Collected data
▼

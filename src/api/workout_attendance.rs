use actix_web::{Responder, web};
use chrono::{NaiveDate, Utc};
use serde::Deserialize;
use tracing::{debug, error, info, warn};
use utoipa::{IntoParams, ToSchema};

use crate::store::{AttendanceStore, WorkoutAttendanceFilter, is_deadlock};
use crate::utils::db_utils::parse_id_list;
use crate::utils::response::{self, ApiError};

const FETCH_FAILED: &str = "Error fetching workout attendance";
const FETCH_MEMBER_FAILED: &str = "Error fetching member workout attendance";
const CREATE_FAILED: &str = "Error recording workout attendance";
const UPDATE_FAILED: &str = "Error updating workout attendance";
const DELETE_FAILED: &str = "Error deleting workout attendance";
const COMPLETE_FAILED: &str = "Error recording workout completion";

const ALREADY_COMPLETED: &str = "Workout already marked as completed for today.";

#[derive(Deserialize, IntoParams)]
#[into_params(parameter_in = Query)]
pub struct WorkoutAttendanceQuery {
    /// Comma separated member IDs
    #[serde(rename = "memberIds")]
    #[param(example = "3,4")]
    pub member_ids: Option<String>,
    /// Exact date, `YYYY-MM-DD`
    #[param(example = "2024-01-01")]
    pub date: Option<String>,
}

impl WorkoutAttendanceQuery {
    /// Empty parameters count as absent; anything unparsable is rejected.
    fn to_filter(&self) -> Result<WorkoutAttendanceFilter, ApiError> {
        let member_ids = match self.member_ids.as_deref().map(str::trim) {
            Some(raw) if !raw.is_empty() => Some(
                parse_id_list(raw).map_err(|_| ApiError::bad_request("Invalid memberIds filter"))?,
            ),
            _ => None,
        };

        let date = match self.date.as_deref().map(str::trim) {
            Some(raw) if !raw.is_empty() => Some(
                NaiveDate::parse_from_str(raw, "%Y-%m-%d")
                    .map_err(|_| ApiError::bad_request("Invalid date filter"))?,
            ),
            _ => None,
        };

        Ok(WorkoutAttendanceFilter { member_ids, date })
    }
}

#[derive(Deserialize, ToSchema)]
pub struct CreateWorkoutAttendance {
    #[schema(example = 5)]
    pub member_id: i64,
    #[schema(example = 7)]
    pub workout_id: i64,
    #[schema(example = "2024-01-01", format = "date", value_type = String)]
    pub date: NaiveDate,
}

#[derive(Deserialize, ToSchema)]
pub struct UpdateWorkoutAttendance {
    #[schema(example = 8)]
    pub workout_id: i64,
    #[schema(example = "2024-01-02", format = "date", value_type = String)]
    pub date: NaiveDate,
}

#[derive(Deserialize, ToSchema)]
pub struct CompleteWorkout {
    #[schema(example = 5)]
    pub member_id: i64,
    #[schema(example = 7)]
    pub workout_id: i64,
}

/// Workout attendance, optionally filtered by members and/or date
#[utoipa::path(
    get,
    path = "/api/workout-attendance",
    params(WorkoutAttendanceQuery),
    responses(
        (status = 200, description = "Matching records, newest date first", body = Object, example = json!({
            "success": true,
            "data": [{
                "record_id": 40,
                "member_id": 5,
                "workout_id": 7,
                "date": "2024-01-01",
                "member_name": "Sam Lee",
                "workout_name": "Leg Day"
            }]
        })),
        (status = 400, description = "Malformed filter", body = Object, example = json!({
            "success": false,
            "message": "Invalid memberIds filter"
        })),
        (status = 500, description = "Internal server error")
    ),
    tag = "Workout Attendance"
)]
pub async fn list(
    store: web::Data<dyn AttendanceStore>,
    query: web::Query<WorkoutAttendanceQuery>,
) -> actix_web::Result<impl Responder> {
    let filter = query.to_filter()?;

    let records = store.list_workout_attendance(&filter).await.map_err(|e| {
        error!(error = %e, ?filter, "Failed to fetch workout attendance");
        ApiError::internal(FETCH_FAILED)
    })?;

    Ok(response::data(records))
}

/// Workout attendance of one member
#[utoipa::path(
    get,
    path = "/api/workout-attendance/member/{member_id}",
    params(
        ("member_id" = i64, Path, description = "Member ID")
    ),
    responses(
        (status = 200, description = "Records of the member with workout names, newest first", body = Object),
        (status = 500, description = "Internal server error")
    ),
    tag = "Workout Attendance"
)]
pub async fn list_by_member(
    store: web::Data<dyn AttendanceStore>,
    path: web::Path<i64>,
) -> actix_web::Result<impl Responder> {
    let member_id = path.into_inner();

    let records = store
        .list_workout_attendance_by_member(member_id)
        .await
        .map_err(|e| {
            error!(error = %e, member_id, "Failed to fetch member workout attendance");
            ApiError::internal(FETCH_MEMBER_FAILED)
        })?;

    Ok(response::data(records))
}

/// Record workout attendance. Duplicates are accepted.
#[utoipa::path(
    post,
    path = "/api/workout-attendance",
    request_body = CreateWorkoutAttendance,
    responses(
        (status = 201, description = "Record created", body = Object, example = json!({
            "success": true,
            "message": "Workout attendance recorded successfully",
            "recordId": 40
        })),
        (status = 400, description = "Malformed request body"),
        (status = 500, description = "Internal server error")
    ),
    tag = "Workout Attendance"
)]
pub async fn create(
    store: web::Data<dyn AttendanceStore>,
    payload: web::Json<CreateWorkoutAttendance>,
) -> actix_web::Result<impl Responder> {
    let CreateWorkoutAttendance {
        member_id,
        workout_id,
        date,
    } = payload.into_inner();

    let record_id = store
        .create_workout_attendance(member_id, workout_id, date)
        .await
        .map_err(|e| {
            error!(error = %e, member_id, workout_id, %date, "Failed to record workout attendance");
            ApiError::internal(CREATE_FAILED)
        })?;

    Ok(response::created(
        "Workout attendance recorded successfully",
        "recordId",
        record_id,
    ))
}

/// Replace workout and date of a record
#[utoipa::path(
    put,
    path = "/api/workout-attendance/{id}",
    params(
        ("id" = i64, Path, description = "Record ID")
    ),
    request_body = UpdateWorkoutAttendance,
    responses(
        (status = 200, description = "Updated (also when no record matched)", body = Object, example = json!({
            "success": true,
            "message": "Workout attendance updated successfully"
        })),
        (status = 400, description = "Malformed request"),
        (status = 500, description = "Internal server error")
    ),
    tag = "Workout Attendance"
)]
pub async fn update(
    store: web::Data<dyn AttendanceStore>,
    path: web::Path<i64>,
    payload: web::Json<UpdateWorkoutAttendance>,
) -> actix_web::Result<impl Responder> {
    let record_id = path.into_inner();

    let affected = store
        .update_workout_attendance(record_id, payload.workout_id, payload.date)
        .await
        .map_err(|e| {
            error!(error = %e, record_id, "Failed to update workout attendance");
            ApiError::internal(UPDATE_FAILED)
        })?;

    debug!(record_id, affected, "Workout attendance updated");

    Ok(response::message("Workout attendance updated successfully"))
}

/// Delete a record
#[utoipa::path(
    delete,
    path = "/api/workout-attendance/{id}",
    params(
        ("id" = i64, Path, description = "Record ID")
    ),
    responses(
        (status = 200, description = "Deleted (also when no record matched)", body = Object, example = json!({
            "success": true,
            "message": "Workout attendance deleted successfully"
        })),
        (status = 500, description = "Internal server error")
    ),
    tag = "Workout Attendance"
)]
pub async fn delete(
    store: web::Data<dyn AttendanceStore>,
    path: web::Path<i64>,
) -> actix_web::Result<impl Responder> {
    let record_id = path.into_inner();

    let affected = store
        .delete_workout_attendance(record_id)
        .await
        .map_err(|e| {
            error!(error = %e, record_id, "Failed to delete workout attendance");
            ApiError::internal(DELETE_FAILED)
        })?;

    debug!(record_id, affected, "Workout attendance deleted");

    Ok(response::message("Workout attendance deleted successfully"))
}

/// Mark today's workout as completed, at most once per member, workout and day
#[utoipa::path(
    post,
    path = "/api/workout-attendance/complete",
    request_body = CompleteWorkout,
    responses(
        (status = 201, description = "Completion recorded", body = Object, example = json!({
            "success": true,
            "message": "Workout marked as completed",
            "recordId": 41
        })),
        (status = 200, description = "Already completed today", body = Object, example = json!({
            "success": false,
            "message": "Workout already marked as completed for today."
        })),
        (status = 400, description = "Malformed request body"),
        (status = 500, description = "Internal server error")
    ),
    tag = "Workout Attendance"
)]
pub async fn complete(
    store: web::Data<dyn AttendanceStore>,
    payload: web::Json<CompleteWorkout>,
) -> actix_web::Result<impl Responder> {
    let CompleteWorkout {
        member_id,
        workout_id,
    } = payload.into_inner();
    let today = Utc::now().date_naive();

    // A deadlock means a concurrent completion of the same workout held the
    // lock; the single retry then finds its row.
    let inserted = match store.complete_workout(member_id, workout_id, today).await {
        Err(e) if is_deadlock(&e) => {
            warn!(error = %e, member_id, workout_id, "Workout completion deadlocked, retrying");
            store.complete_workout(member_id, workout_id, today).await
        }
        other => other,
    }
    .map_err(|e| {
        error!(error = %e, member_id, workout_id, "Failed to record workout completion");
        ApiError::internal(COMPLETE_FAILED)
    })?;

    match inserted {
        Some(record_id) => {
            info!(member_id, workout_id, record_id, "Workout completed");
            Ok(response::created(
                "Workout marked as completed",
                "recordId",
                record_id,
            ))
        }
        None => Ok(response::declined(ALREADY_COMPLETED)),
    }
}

▲

Please go through the data above and copy each line that has the word "message".

• _WORKED SOLUTION_:
            "message": "Invalid memberIds filter"
            "message": "Workout attendance recorded successfully",
            "message": "Workout attendance updated successfully"
    Ok(response::message("Workout attendance updated successfully"))
            "message": "Workout attendance deleted successfully"
    Ok(response::message("Workout attendance deleted successfully"))
            "message": "Workout marked as completed",
            "message": "Workout already marked as completed for today."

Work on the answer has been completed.